La voce è quella di Salman Rushdie. In un’intervista alla Bild, Rushdie ha preso di mira i “giovani progressisti” il cui odio per Israele sconfina con la simpatia per Hamas. “Non c’è molta riflessione profonda da fare”, dice sconfortato. Sì, è “assolutamente giusto”, dice, che le persone siano “angosciate da ciò che sta accadendo a Gaza”, data “la quantità di morti”. Eppure, “vorrei solo che alcuni manifestanti menzionassero Hamas, perché è da lì che è iniziato tutto”. L’uovo e la gallina del 7 ottobre. Rushdie rimprovera i radicali di non aver preso le distanze da Hamas, una “organizzazione terroristica”, ricorda loro lapalissiano, ed è “molto strano che giovani studenti e attivisti progressisti sostengano un gruppo terroristico fascista”. Questo è il tipo di “persone che pensano che tutto sia come negli anni ’30 – Brexit, Trump, il femminismo critico rispetto al genere – eppure quando c’è stato un pogrom che ricordava davvero gli anni ’30  dissero: ‘Bene, cosa ti aspetti?’”. Rushdie poi commette blasfemia: mette in discussione il canto dei nostri tempi, “Palestina libera dal fiume al mare”. Dice di sostenere la creazione di uno stato palestinese, ma come sarebbe una “Palestina libera” nel 2024? “In questo momento, se ci fosse uno stato palestinese, sarebbe gestito da Hamas e questo lo renderebbe uno stato simile ai talebani, un satellite dell’Iran. Ed è questo ciò che i movimenti progressisti della sinistra occidentale desiderano creare?”. La lente destra dei suoi occhiali è oscurata, nascondendo l’occhio che ha perso a causa del feroce attacco al coltello (una “Intifada globalizzata”)  dell’agosto 2022 a New York.
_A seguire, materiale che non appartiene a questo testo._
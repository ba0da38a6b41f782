//! Relay wire protocol.
//!
//! One JSON object per text frame, discriminated by `type`. The state payload
//! is a type parameter: the relay carries it as an opaque `serde_json::Value`,
//! clients decode it as [`SerializedGameState`](crate::SerializedGameState).

use serde::de::DeserializeOwned;
use serde::{Deserialize, Serialize};

use crate::error::EnvelopeError;

/// Messages sent FROM a client TO the relay
#[derive(Debug, Clone, PartialEq, Serialize, Deserialize)]
#[serde(tag = "type", rename_all = "kebab-case")]
pub enum ClientEnvelope<S> {
    /// Open a new session and join it. The optional state is kept so that
    /// later joiners can see this player straight away.
    CreateSession {
        #[serde(skip_serializing_if = "Option::is_none")]
        state: Option<S>,
    },

    /// Join an existing session
    Join {
        #[serde(rename = "sessionId")]
        session_id: String,
        state: S,
    },

    /// Full-state update, fanned out to the rest of the session
    State { state: S },

    /// Leave the current session but keep the connection open
    Leave,
}

impl<S> ClientEnvelope<S> {
    pub const KINDS: &'static [&'static str] = &["create-session", "join", "state", "leave"];

    pub fn kind(&self) -> &'static str {
        match self {
            ClientEnvelope::CreateSession { .. } => "create-session",
            ClientEnvelope::Join { .. } => "join",
            ClientEnvelope::State { .. } => "state",
            ClientEnvelope::Leave => "leave",
        }
    }
}

/// Messages sent FROM the relay TO a client
#[derive(Debug, Clone, PartialEq, Serialize, Deserialize)]
#[serde(tag = "type", rename_all = "kebab-case")]
pub enum ServerEnvelope<S> {
    SessionCreated { id: String },
    JoinAck { id: String },
    JoinFailed { reason: String },

    /// A peer is in the session: either it just joined, or it was already
    /// there when the recipient joined.
    Join { id: String, state: S },

    /// Latest state of the peer `id`
    State { id: String, state: S },

    /// The peer `id` left the session or disconnected
    Leave { id: String },
}

impl<S> ServerEnvelope<S> {
    pub const KINDS: &'static [&'static str] = &[
        "session-created",
        "join-ack",
        "join-failed",
        "join",
        "state",
        "leave",
    ];
}

pub fn parse_client_envelope<S: DeserializeOwned>(
    text: &str,
) -> Result<ClientEnvelope<S>, EnvelopeError> {
    parse_tagged(text, ClientEnvelope::<S>::KINDS)
}

pub fn parse_server_envelope<S: DeserializeOwned>(
    text: &str,
) -> Result<ServerEnvelope<S>, EnvelopeError> {
    parse_tagged(text, ServerEnvelope::<S>::KINDS)
}

/// Unknown kinds are reported separately from malformed known kinds so the
/// caller can ignore the former quietly.
fn parse_tagged<T: DeserializeOwned>(text: &str, known: &[&str]) -> Result<T, EnvelopeError> {
    let value: serde_json::Value = serde_json::from_str(text)?;
    let kind = value
        .get("type")
        .and_then(serde_json::Value::as_str)
        .ok_or(EnvelopeError::MissingKind)?;
    if !known.contains(&kind) {
        return Err(EnvelopeError::UnknownKind(kind.to_string()));
    }
    Ok(serde_json::from_value(value)?)
}

#[cfg(test)]
mod tests {
    use super::*;
    use serde_json::{Value, json};

    #[test]
    fn test_client_create_session_without_state() {
        let msg: ClientEnvelope<Value> = parse_client_envelope(r#"{"type":"create-session"}"#).unwrap();
        assert_eq!(msg, ClientEnvelope::CreateSession { state: None });
    }

    #[test]
    fn test_client_join() {
        let json = r#"{"type":"join","sessionId":"abc123","state":{"score":1}}"#;
        let msg: ClientEnvelope<Value> = parse_client_envelope(json).unwrap();
        match msg {
            ClientEnvelope::Join { session_id, state } => {
                assert_eq!(session_id, "abc123");
                assert_eq!(state, json!({"score": 1}));
            }
            _ => panic!("Expected Join message"),
        }
    }

    #[test]
    fn test_client_state_ignores_client_supplied_id() {
        let json = r#"{"type":"state","id":"spoofed","state":[1,2]}"#;
        let msg: ClientEnvelope<Value> = parse_client_envelope(json).unwrap();
        assert_eq!(msg, ClientEnvelope::State { state: json!([1, 2]) });
        assert_eq!(msg.kind(), "state");
    }

    #[test]
    fn test_client_leave() {
        let msg: ClientEnvelope<Value> = parse_client_envelope(r#"{"type":"leave"}"#).unwrap();
        assert_eq!(msg, ClientEnvelope::Leave);
    }

    #[test]
    fn test_join_without_state_is_malformed() {
        let err = parse_client_envelope::<Value>(r#"{"type":"join","sessionId":"x"}"#).unwrap_err();
        assert!(matches!(err, EnvelopeError::Malformed(_)));
    }

    #[test]
    fn test_unknown_kind() {
        let err = parse_client_envelope::<Value>(r#"{"type":"chat","text":"hi"}"#).unwrap_err();
        assert!(matches!(err, EnvelopeError::UnknownKind(kind) if kind == "chat"));
    }

    #[test]
    fn test_missing_type_and_garbage() {
        assert!(matches!(
            parse_client_envelope::<Value>(r#"{"state":1}"#),
            Err(EnvelopeError::MissingKind)
        ));
        assert!(matches!(
            parse_client_envelope::<Value>("not json"),
            Err(EnvelopeError::Malformed(_))
        ));
    }

    #[test]
    fn test_server_envelopes_serialization() {
        let created: ServerEnvelope<Value> = ServerEnvelope::SessionCreated { id: "abc123".into() };
        assert_eq!(
            serde_json::to_value(&created).unwrap(),
            json!({"type": "session-created", "id": "abc123"})
        );

        let ack: ServerEnvelope<Value> = ServerEnvelope::JoinAck { id: "abc123".into() };
        assert_eq!(
            serde_json::to_value(&ack).unwrap(),
            json!({"type": "join-ack", "id": "abc123"})
        );

        let failed: ServerEnvelope<Value> = ServerEnvelope::JoinFailed {
            reason: "session not found".into(),
        };
        assert_eq!(
            serde_json::to_value(&failed).unwrap(),
            json!({"type": "join-failed", "reason": "session not found"})
        );

        let state: ServerEnvelope<Value> = ServerEnvelope::State {
            id: "A".into(),
            state: json!({"player": {"score": 5}}),
        };
        assert_eq!(
            serde_json::to_value(&state).unwrap(),
            json!({"type": "state", "id": "A", "state": {"player": {"score": 5}}})
        );
    }

    #[test]
    fn test_server_envelope_typed_payload() {
        use crate::game::{DEFAULT_HEIGHT, DEFAULT_WIDTH, Game};
        use crate::state::SerializedGameState;

        let (game, _rx) = Game::with_seed(DEFAULT_WIDTH, DEFAULT_HEIGHT, 2);
        let opaque: ServerEnvelope<Value> = ServerEnvelope::Join {
            id: "B".into(),
            state: serde_json::to_value(game.serialize()).unwrap(),
        };
        let text = serde_json::to_string(&opaque).unwrap();
        let typed: ServerEnvelope<SerializedGameState> = parse_server_envelope(&text).unwrap();
        assert_eq!(
            typed,
            ServerEnvelope::Join {
                id: "B".into(),
                state: game.serialize(),
            }
        );
    }
}
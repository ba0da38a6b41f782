use rand::Rng;

use crate::matrix::Matrix;

/// The seven tetromino kinds.
#[derive(Debug, Clone, Copy, PartialEq, Eq, Hash)]
pub enum PieceKind {
    I,
    L,
    J,
    O,
    T,
    S,
    Z,
}

impl PieceKind {
    pub const ALL: [PieceKind; 7] = [
        PieceKind::I,
        PieceKind::L,
        PieceKind::J,
        PieceKind::O,
        PieceKind::T,
        PieceKind::S,
        PieceKind::Z,
    ];

    /// Colour id written into the board when this piece locks.
    pub fn color(self) -> u8 {
        match self {
            PieceKind::T => 1,
            PieceKind::O => 2,
            PieceKind::L => 3,
            PieceKind::J => 4,
            PieceKind::I => 5,
            PieceKind::S => 6,
            PieceKind::Z => 7,
        }
    }

    /// Spawn orientation.
    pub fn matrix(self) -> Matrix {
        let c = self.color();
        let rows = match self {
            PieceKind::T => vec![vec![0, 0, 0], vec![c, c, c], vec![0, c, 0]],
            PieceKind::O => vec![vec![c, c], vec![c, c]],
            PieceKind::L => vec![vec![0, c, 0], vec![0, c, 0], vec![0, c, c]],
            PieceKind::J => vec![vec![0, c, 0], vec![0, c, 0], vec![c, c, 0]],
            PieceKind::I => vec![
                vec![0, c, 0, 0],
                vec![0, c, 0, 0],
                vec![0, c, 0, 0],
                vec![0, c, 0, 0],
            ],
            PieceKind::S => vec![vec![0, c, c], vec![c, c, 0], vec![0, 0, 0]],
            PieceKind::Z => vec![vec![c, c, 0], vec![0, c, c], vec![0, 0, 0]],
        };
        Matrix::from_rows(rows)
    }

    pub fn random<R: Rng + ?Sized>(rng: &mut R) -> Self {
        Self::ALL[rng.random_range(0..Self::ALL.len())]
    }
}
Il suo labbro inferiore pende un po’. Ma quando si tratta di islam radicale, Rushdie  parla e vede meglio del novantanove per cento dei suoi colleghi. 
L’abbiamo già visto. Mentre alcuni liberali occidentali urlavano all’inclusione e al rispetto all’indomani del massacro di Charlie Hebdo del 2015, Rushdie si scagliava contro il “totalitarismo religioso” degli assassini. Mentre l’establishment culturale si schierò a favore della “correttezza politica” con la cancel culture, Rushdie ha denunciato che “la libertà è ovunque sotto attacco” a causa dell’idea altamente illiberale secondo cui “la protezione dei diritti e della sensibilità dei gruppi percepiti come vulnerabili dovrebbe avere la precedenza sulla libertà di parola”.

E ora Lapalisse Rushdie dice che Hamas è un flagello e che una Palestina governata da Hamas sarebbe un disastro. Dovremmo ascoltarlo. Ma forse, visto che sarebbe Israele a dover vivere accanto a una tale mostruosità, pensiamo che non ci riguardi. Come le coltellate a Charlie Hebdo. “Se la sono cercata”, direbbe Guterres.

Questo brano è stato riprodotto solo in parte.